#Universe #Space – How Can Complex Things Form in a Universe Ruled by Entropy? : Recently, when we were talking about why time only moves forward, we got into talking about the Second Law of Thermodynamics. It says that disorder, otherwise known as entropy, must always increase. For instance, if you add cream to your coffee, you’ll always get an even mix of the two. This is the most disordered state. And because entropy can never decrease, your coffee can never spontaneously unmix itself.
If that’s true, and the universe is constantly getting more disordered, then why do we see ordered things like galaxies and planets and people? Surely if the universe always gets more disordered, we shouldn’t expect complex things like ourselves to form. Well, over at MinutePhysics, physicist Sean Carroll explains how this apparent contradiction is possible:
For one thing, the Second Law of Thermodynamics says that the total entropy in the universe has to increase. It still allows for local decreases in entropy as long as those decreases are balanced out by an increase in entropy somewhere else. So your freezer can lower the entropy in water by turning it into ice, as long as it increases the total entropy by emitting heat.

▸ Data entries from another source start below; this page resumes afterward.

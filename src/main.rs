use std::io::{self, BufRead, Write};

use recipe_keeper::{
    AppConfig, FileBackend, FilterOutcome, OpenAiClient, Recipe, RecipeDraft, RecipeStore,
    Session, SuggestionState,
};

#[tokio::main]
async fn main() -> Result<(), Box<dyn std::error::Error>> {
    env_logger::init();

    let config = AppConfig::load().unwrap_or_default();
    let client = OpenAiClient::from_config(&config)?;
    let store = RecipeStore::load(FileBackend::new(&config.data_dir));
    let mut session = Session::new(store, Box::new(client));

    println!("recipe-keeper - type 'help' for commands");

    let stdin = io::stdin();
    loop {
        print!("> ");
        io::stdout().flush()?;

        let mut line = String::new();
        if stdin.lock().read_line(&mut line)? == 0 {
            break;
        }
        let line = line.trim();
        let (command, rest) = line.split_once(' ').unwrap_or((line, ""));

        match command {
            "" => {}
            "help" => print_help(),
            "list" => print_visible(&session),
            "tags" => {
                for tag in session.tags() {
                    println!("  {tag}");
                }
            }
            "add" => {
                let draft = read_draft(&stdin, None)?;
                match session.add_recipe(draft) {
                    Ok(recipe) => println!("Added \"{}\" ({})", recipe.name, recipe.id),
                    Err(err) => println!("{err}"),
                }
            }
            "edit" => match session.recipe(rest).cloned() {
                Some(existing) => {
                    let draft = read_draft(&stdin, Some(&existing))?;
                    match session.edit_recipe(rest, draft) {
                        Ok(()) => println!("Updated \"{rest}\""),
                        Err(err) => println!("{err}"),
                    }
                }
                None => println!("No recipe with id {rest}"),
            },
            "delete" => {
                session.delete_recipe(rest);
                print_counts(&session);
            }
            "search" => {
                session.set_search(rest);
                print_visible(&session);
            }
            "tag" => {
                session.set_tag(rest);
                print_visible(&session);
            }
            "key" => {
                if rest.is_empty() {
                    session.clear_api_key();
                    println!("API key cleared");
                } else {
                    session.set_api_key(rest);
                    println!("API key configured! AI features are ready.");
                }
            }
            "suggest" => {
                match session.suggest(rest).await {
                    SuggestionState::Succeeded(text) => println!("{text}"),
                    SuggestionState::Failed(message) => println!("{message}"),
                    _ => {}
                }
            }
            "quit" | "exit" => break,
            other => println!("Unknown command '{other}', type 'help'"),
        }
    }

    Ok(())
}

fn print_help() {
    println!("  list                show recipes under the current filter");
    println!("  add                 add a recipe (prompts for fields)");
    println!("  edit <id>           re-enter all fields of a recipe");
    println!("  delete <id>         delete a recipe");
    println!("  search <text>       filter by name or ingredient (empty clears)");
    println!("  tag <tag>           filter by exact tag (empty clears)");
    println!("  tags                list all tags");
    println!("  key [api-key]       set or clear the OpenAI API key");
    println!("  suggest <items>     ask for 3 recipe ideas from ingredients");
    println!("  quit");
}

fn print_visible<B: recipe_keeper::StorageBackend>(session: &Session<B>) {
    match session.visible() {
        FilterOutcome::NoRecipes => {
            println!("No recipes yet. Add your first recipe to get started!");
        }
        FilterOutcome::NoMatches => {
            println!("No recipes match your search criteria.");
        }
        FilterOutcome::Matches(recipes) => {
            for recipe in recipes {
                let tags = if recipe.tags.is_empty() {
                    String::new()
                } else {
                    format!("  [{}]", recipe.tags.join(", "))
                };
                println!("  {}  {}{tags}", recipe.id, recipe.name);
            }
        }
    }
    print_counts(session);
}

fn print_counts<B: recipe_keeper::StorageBackend>(session: &Session<B>) {
    let (visible, total) = session.counts();
    println!("Showing {visible} of {total} recipes");
}

fn prompt(stdin: &io::Stdin, label: &str, existing: Option<&str>) -> io::Result<String> {
    match existing {
        Some(current) => print!("{label} [{current}]: "),
        None => print!("{label}: "),
    }
    io::stdout().flush()?;

    let mut line = String::new();
    stdin.lock().read_line(&mut line)?;
    let line = line.trim();

    // Keep the current value when editing and the line is left blank.
    Ok(match existing {
        Some(current) if line.is_empty() => current.to_string(),
        _ => line.to_string(),
    })
}

fn read_draft(stdin: &io::Stdin, existing: Option<&Recipe>) -> io::Result<RecipeDraft> {
    let name = prompt(stdin, "Name", existing.map(|r| r.name.as_str()))?;
    let ingredients = prompt(
        stdin,
        "Ingredients (comma separated)",
        existing.map(|r| r.ingredients.join(", ")).as_deref(),
    )?;
    let instructions = prompt(stdin, "Instructions", existing.map(|r| r.instructions.as_str()))?;
    let tags = prompt(
        stdin,
        "Tags (comma separated)",
        existing.map(|r| r.tags.join(", ")).as_deref(),
    )?;
    let image_url = prompt(
        stdin,
        "Image URL (optional)",
        existing.and_then(|r| r.image_url.as_deref()),
    )?;

    Ok(RecipeDraft {
        name,
        ingredients: split_list(&ingredients),
        instructions,
        tags: split_list(&tags),
        image_url: (!image_url.is_empty()).then_some(image_url),
    })
}

fn split_list(input: &str) -> Vec<String> {
    input
        .split(',')
        .map(str::trim)
        .filter(|entry| !entry.is_empty())
        .map(str::to_string)
        .collect()
}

But more fundamentally, there’s a distinct difference between complexity and entropy. In physics, entropy refers to the number of ways you can swap molecules and have the whole system remain relatively the same. It’s possible for something to grow in complexity and become more disordered at the same time. In fact, that’s usually how it works. Typically, as entropy increases, disorder increases, reaches a peak, and then decreases again.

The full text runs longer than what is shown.